Back To Black has a hook as simple as it is irresistible. Winehouse's boozy, brawling, self-destructive 'tude is hip-hop and contemporary, but her unashamedly retro sound hearkens giddily back to Motown and girl groups of the '50s and '60s. There's something beguilingly perverse about the incongruity between Winehouse's trifling lyrical concerns and Back To Black's wall-of-sound richness. Winehouse might sing about sketchy acquaintances smoking too much of her weed, or a beau who made her miss a Slick Rick concert, but the songcraft is as lush as anything Phil Spector has cooked up.
Back To Black's tight 11 tracks were produced entirely by Mark Ronson and Salaam Remi, two dependable hip-hop heads with impeccable pop instincts, and "You Know I'm No Good" originally hit the States as a Ronson-produced Ghostface track from More Fish, with Winehouse on the chorus.
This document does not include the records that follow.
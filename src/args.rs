use log::info;

use crate::error::{Result, TrackerError};
use crate::models::{RawTimeReport, TimeEntry};
use crate::period::{self, Period, TimeRange};
use crate::repository::WorkspaceRepository;
use crate::resolver::NameResolver;

/// 期間を指定する引数。
#[derive(Debug, Clone, clap::Args)]
pub struct RangeArgs {
    #[clap(
        short = 'p',
        long = "period",
        default_value = "today",
        help = "today, yesterday, this_week, last_week, this_month, last_month or custom"
    )]
    pub period: String,

    #[clap(long = "start", help = "Start of a custom period (ISO-8601 or epoch milliseconds)")]
    pub start: Option<String>,

    #[clap(long = "end", help = "End of a custom period (ISO-8601 or epoch milliseconds)")]
    pub end: Option<String>,
}

impl RangeArgs {
    pub fn period(&self) -> Result<Period> {
        self.period.parse()
    }

    /// 期間をエポックミリ秒に解決する。
    pub fn resolve(&self) -> Result<(Period, TimeRange)> {
        let period = self.period()?;
        let range = period::resolve(period, self.start.as_deref(), self.end.as_deref())?;
        Ok((period, range))
    }
}

/// taskをidか名前で指定する引数。
#[derive(Debug, Clone, Default, clap::Args)]
pub struct TaskArgs {
    #[clap(long = "task-id", help = "Task id")]
    pub task_id: Option<String>,

    #[clap(long = "task-name", help = "Task name (case-insensitive)")]
    pub task_name: Option<String>,

    #[clap(long = "list-name", help = "List name to search the task in, or to filter by")]
    pub list_name: Option<String>,
}

/// 集計や一覧の対象。
#[derive(Debug, Clone, PartialEq, Eq)]
pub enum Selection {
    All,
    Task(String),
    List { id: String, task_ids: Vec<String> },
}

impl Selection {
    /// 時間集計を対象のtaskに絞り込む。
    pub fn filter_report(&self, report: RawTimeReport) -> RawTimeReport {
        match self {
            Self::All => report,
            Self::Task(id) => report.only_tasks(std::slice::from_ref(id)),
            Self::List { task_ids, .. } => report.only_tasks(task_ids),
        }
    }

    /// time entryを対象のtaskに絞り込む。
    pub fn filter_entries(&self, entries: Vec<TimeEntry>) -> Vec<TimeEntry> {
        match self {
            Self::All => entries,
            Self::Task(id) => retain_tasks(entries, std::slice::from_ref(id)),
            Self::List { task_ids, .. } => retain_tasks(entries, task_ids),
        }
    }

    /// APIの取得条件に渡せるtask id。
    pub fn task_id(&self) -> Option<&str> {
        match self {
            Self::Task(id) => Some(id),
            _ => None,
        }
    }
}

fn retain_tasks(entries: Vec<TimeEntry>, task_ids: &[String]) -> Vec<TimeEntry> {
    entries
        .into_iter()
        .filter(|entry| {
            entry
                .task
                .as_ref()
                .map_or(false, |task| task_ids.contains(&task.id))
        })
        .collect()
}

impl TaskArgs {
    /// 引数から対象を決める。
    ///
    /// task idを優先し、task名があればlist名で絞り込んで解決する。
    /// list名だけの場合はそのlistのtask全体を対象にする。
    pub async fn selection<T: WorkspaceRepository>(&self, repository: &T) -> Result<Selection> {
        let resolver = NameResolver::new(repository);

        match (&self.task_id, &self.task_name, &self.list_name) {
            (Some(task_id), _, _) => Ok(Selection::Task(task_id.clone())),
            (None, Some(task_name), list_name) => Ok(Selection::Task(
                resolver
                    .resolve_task_id(task_name, list_name.as_deref())
                    .await?,
            )),
            (None, None, Some(list_name)) => {
                let id = resolver.resolve_list_id(list_name).await?;
                let task_ids = repository
                    .fetch_tasks_in_list(&id)
                    .await?
                    .into_iter()
                    .map(|task| task.id)
                    .collect();
                info!("Filtering by list {} ({})", list_name, id);
                Ok(Selection::List { id, task_ids })
            }
            (None, None, None) => Ok(Selection::All),
        }
    }

    /// 1つのtaskのidを返す。taskを指定していない場合はエラー。
    pub async fn require_task<T: WorkspaceRepository>(&self, repository: &T) -> Result<String> {
        if self.task_id.is_none() && self.task_name.is_none() {
            return Err(TrackerError::InvalidArgument(
                "--task-id or --task-name is required".to_string(),
            ));
        }

        match self.selection(repository).await? {
            Selection::Task(id) => Ok(id),
            other => Err(TrackerError::InvalidArgument(format!(
                "Expected a single task, got {:?}",
                other
            ))),
        }
    }
}

#[cfg(test)]
mod tests {
    use crate::error::TrackerError;
    use crate::hierarchy::{Hierarchy, NodeKind};
    use crate::models::fixtures::entry;
    use crate::models::Task;
    use crate::repository::MockWorkspaceRepository;

    use super::{RangeArgs, Selection, TaskArgs};

    fn tree() -> Hierarchy {
        let mut tree = Hierarchy::new();
        let root = tree.root();
        let space = tree.add_child(root, "s1", "Engineering", NodeKind::Space);
        tree.add_child(space, "l1", "Sprint", NodeKind::List);
        tree
    }

    fn task_args(task_id: Option<&str>, task_name: Option<&str>, list_name: Option<&str>) -> TaskArgs {
        TaskArgs {
            task_id: task_id.map(String::from),
            task_name: task_name.map(String::from),
            list_name: list_name.map(String::from),
        }
    }

    #[test]
    fn test_range_args_invalid_period() {
        let args = RangeArgs {
            period: "fortnight".to_string(),
            start: None,
            end: None,
        };

        assert!(matches!(args.resolve(), Err(TrackerError::InvalidPeriod(_))));
    }

    /// task idがあれば名前解決はしない。
    #[tokio::test]
    async fn test_selection_task_id() {
        let mut repository = MockWorkspaceRepository::new();
        repository.expect_fetch_workspace_hierarchy().times(0);

        let selection = task_args(Some("t1"), Some("ignored"), None)
            .selection(&repository)
            .await
            .unwrap();

        assert_eq!(selection, Selection::Task("t1".to_string()));
    }

    #[tokio::test]
    async fn test_selection_list() {
        let mut repository = MockWorkspaceRepository::new();
        repository
            .expect_fetch_workspace_hierarchy()
            .returning(|| Ok(tree()));
        repository
            .expect_fetch_tasks_in_list()
            .withf(|list_id| list_id == "l1")
            .returning(|_| {
                Ok(vec![
                    Task {
                        id: "t1".to_string(),
                        name: "A".to_string(),
                    },
                    Task {
                        id: "t2".to_string(),
                        name: "B".to_string(),
                    },
                ])
            });

        let selection = task_args(None, None, Some("sprint"))
            .selection(&repository)
            .await
            .unwrap();

        assert_eq!(
            selection,
            Selection::List {
                id: "l1".to_string(),
                task_ids: vec!["t1".to_string(), "t2".to_string()],
            }
        );
    }

    #[tokio::test]
    async fn test_require_task_missing() {
        let repository = MockWorkspaceRepository::new();

        let result = task_args(None, None, Some("Sprint"))
            .require_task(&repository)
            .await;

        assert!(matches!(result, Err(TrackerError::InvalidArgument(_))));
    }

    #[test]
    fn test_filter_entries() {
        let entries = vec![
            entry("e1", ("t1", "A"), "u1", 0, 10),
            entry("e2", ("t2", "B"), "u1", 0, 10),
        ];
        let selection = Selection::List {
            id: "l1".to_string(),
            task_ids: vec!["t2".to_string()],
        };

        let filtered = selection.filter_entries(entries);

        assert_eq!(filtered.len(), 1);
        assert_eq!(filtered[0].id, "e2");
    }
}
It takes one hell of a strong personality to take a track back from Ghostface, but Winehouse does it on the Ghostface-free version of "No Good" included here. Winehouse has the kind of smartass attitude and free-floating irreverence that'll take her far in the fickle, ephemeral world of British pop stardom. Thankfully, she has the kind of talent that'll take her even farther.